PROBLEM: Read the entries below and pull out each line with the string "InMemoryTodoStore".

*** SOURCE INFORMATION

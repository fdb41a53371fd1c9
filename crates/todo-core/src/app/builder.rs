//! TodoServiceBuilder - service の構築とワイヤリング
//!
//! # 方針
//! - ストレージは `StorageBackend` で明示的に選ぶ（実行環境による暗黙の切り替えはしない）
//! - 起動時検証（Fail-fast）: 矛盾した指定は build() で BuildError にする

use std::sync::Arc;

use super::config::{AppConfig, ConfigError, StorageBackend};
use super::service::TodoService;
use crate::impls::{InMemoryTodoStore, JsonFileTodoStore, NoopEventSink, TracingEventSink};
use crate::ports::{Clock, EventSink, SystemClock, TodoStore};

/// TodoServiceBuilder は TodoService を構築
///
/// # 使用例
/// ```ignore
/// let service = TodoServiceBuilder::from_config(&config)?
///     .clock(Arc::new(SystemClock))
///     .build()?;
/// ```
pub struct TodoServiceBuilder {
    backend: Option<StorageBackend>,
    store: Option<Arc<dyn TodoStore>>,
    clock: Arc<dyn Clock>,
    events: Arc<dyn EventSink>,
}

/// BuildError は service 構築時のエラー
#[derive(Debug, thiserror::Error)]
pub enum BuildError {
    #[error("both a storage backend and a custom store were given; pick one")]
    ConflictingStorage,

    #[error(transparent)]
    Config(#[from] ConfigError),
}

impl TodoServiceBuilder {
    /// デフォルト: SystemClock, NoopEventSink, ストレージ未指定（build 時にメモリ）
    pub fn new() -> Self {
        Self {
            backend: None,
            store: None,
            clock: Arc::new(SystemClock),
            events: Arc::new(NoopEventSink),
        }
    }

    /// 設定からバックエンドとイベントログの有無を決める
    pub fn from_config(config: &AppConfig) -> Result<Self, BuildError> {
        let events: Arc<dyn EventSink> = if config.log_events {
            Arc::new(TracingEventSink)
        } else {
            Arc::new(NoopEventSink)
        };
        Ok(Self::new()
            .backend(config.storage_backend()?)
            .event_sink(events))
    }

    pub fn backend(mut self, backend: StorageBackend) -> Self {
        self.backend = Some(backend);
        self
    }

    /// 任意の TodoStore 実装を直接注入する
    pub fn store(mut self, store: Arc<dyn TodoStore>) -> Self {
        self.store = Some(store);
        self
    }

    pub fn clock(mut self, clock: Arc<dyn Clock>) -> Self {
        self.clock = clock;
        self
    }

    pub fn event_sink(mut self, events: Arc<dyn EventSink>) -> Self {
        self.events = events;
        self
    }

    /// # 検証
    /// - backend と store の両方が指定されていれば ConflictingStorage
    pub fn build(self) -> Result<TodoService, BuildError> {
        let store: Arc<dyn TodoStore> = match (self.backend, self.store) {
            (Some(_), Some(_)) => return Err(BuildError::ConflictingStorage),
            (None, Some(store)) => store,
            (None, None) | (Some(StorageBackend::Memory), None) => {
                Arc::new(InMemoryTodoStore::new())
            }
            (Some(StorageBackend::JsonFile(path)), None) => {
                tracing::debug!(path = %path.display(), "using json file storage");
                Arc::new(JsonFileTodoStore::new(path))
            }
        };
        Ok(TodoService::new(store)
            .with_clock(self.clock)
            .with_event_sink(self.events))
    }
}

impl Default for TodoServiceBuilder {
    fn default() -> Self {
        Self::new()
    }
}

******

RESPONSE AREA:
use crate::impls::{InMemoryTodoStore, JsonFileTodoStore, NoopEventSink, TracingEventSink};
                Arc::new(InMemoryTodoStore::new())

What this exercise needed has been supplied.